Steven Schveighoffer schveiguy at gmail.com
Mon Nov 11 16:56:31 UTC 2019


On 10/30/19 8:05 PM, SealabJaster wrote:
> https://bradley.chatha.dev/Home/Blog?post=JsonSerialiser1
> 
> Currently only the first post is out, as I'd like to collect feedback 
> before writing any more.
> 
> The series is aimed at people new to D, or people who have heard of D, 
> but haven't really explored its metaprogramming too much, hence certain 
> things such as calling D's metaprogramming "often overlooked" as that 
> tends to be true for non/new users of D.
> 
> Sorry in advance if this is the wrong forum group to post to, I didn't 
> know whether to put it here or in the Learn group.
> 
> Future plans for this series:
>   * Serialising structs (next up).
> 
>   * Serialising enums via their names, rather than values (and certain 
> complications such as is(SomeEnum == int) being true).
> 
>   * Serialising classes.
> 
>   * Using UDAs to let classes and structs customise their fields.
> 
>   * Using __traits(compiles) to determine if a struct or class 
> implements a custom (de)serialisation function.
> 
>   * Trying to think of how I can shoe horn mixin templates in, just so 
> they're shown off.
> 
> I'm welcome to any other ideas to try and fit into the series. The 
> serialiser won't be overly robust in terms of edge cases (such as nested 
> classes/structs needing to be filtered out sometimes), but I'll try to 
> mention them and provide a workaround where possible.
> 
> I've also taken to certain decisions in the code snippets, to try and 
> reduce the amount of things I need to explain at once, and to hopefully 
> make things more readable. e.g. Using "const string" instead of just 
> "const" or "enum" (and then having to explain why not to use "enum" for 
> strings), giving all if and else statements brackets to make things more 
> readable (that's the plan at least), etc.
> 
> As for release schedule, I'm planning on getting at least one post out a 
> week.
> 
> Other than feedback for the actual content of the blog, I'd also 
> appreciate any feedback on visual style of the blog, since I'm quite a 
> novice at CSS, let alone writing things like this.
> 
> While I'm not really capable of contributing to D in terms of improving 
> phobos, or writing quality libraries, I'm hoping to at least be able to 
> provide some educational material on what I feel makes D worth it as a 
> way of contribution.

Looks like a great idea! Sounds very similar to what I've been learning 
over the past 5 years or so.

See my dconf presentation from this year.
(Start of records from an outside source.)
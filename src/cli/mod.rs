pub mod backup;
pub mod clean;
pub mod dupes;
pub mod export;
pub mod extract;
pub mod init;
pub mod load;
pub mod report;
pub mod run;
pub mod status;

use std::path::Path;

use clap::{Parser, Subcommand};
use colored::Colorize;
use rusqlite::Connection;

use crate::db;
use crate::error::Result;
use crate::history::Artifacts;
use crate::loader::{LoadMode, LoadOutcome, NoopReason};
use crate::pipeline::Pipeline;
use crate::settings::{load_settings, Settings};
use crate::source::{FixtureSource, HttpSource, PurchaseSource};

#[derive(Parser)]
#[command(name = "suds", about = "Incremental purchase ETL for self-serve car washes.")]
pub struct Cli {
    #[command(subcommand)]
    pub command: Commands,
}

#[derive(Subcommand)]
pub enum Commands {
    /// Choose a data directory and initialize the database.
    Init {
        /// Path for suds data (default: ~/Documents/suds)
        #[arg(long = "data-dir")]
        data_dir: Option<String>,
    },
    /// Extract, clean and load in one go.
    Run {
        /// Replay raw entries from a JSON file instead of the live source
        #[arg(long)]
        fixture: Option<String>,
        /// Replace already-loaded purchases instead of failing on them
        #[arg(long)]
        upsert: bool,
    },
    /// Fetch new raw entries into the raw history.
    Extract {
        /// Replay raw entries from a JSON file instead of the live source
        #[arg(long)]
        fixture: Option<String>,
    },
    /// Normalize raw history past the watermark into the cleaned history and delta.
    Clean,
    /// Load the cleaned history (first time) or the latest delta into the database.
    Load {
        /// Replace already-loaded purchases instead of failing on them
        #[arg(long)]
        upsert: bool,
    },
    /// Daily totals: overall, wash, vacuum, per bay and per vacuum.
    Report {
        /// Date: YYYY-MM-DD (default: today; falls back to the latest day with data)
        #[arg(long)]
        date: Option<String>,
    },
    /// List transaction ids that appear more than once in the raw history.
    Dupes,
    /// Export loaded purchases to CSV.
    Export {
        /// Output path (default: <data_dir>/exports/purchases-YYYY-MM-DD.csv)
        #[arg(long)]
        output: Option<String>,
    },
    /// Show data locations, watermark and row counts.
    Status,
    /// Back up the database.
    Backup {
        /// Output path (default: <data_dir>/backups/suds-YYYYMMDD-HHMMSS.db)
        #[arg(long)]
        output: Option<String>,
    },
}

pub(crate) struct Context {
    pub settings: Settings,
    pub pipeline: Pipeline,
}

impl Context {
    pub fn load() -> Result<Self> {
        let settings = load_settings()?;
        let pipeline = Pipeline::new(Artifacts::in_dir(&settings.data_dir()));
        Ok(Self { settings, pipeline })
    }

    pub fn connection(&self) -> Result<Connection> {
        db::open(&self.settings.db_path())
    }

    pub fn source(&self, fixture: Option<&str>) -> Result<Box<dyn PurchaseSource>> {
        let source: Box<dyn PurchaseSource> = match fixture {
            Some(path) => Box::new(FixtureSource::from_file(Path::new(path))?),
            None => Box::new(HttpSource::new(&self.settings.source)?),
        };
        Ok(source)
    }
}

pub(crate) fn load_mode(upsert: bool) -> LoadMode {
    if upsert {
        LoadMode::Upsert
    } else {
        LoadMode::Insert
    }
}

pub(crate) fn print_load_outcome(outcome: &LoadOutcome) {
    match outcome {
        LoadOutcome::Loaded { full, counts } => {
            let what = if *full { "full history" } else { "delta" };
            println!(
                "{} {what}: {} purchases, {} vacuum rows, {} wash bay rows",
                "Loaded".green().bold(),
                counts.purchases,
                counts.vacuums,
                counts.wash_bays
            );
        }
        LoadOutcome::Skipped(reason) => {
            let why = match reason {
                NoopReason::NoHistory => "no cleaned history yet",
                NoopReason::NoDelta => "no delta has been produced yet",
                NoopReason::EmptyDelta => "no new purchases",
                NoopReason::AlreadyLoaded => "this delta was already loaded",
            };
            println!("{} ({why})", "Nothing to load".yellow());
        }
    }
}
Also, if you want some inspiration for serialization/deserialization, 
check out jsoniopipe: http://code.dlang.org/packages/jsoniopipe

Simply put, I think it's great to use D overloading as much as possible 
instead of static if (reading your first article). OK, now reading the 
"alternate function layout", I see you did do that :) That's how I did 
mine, and I think it reads much nicer.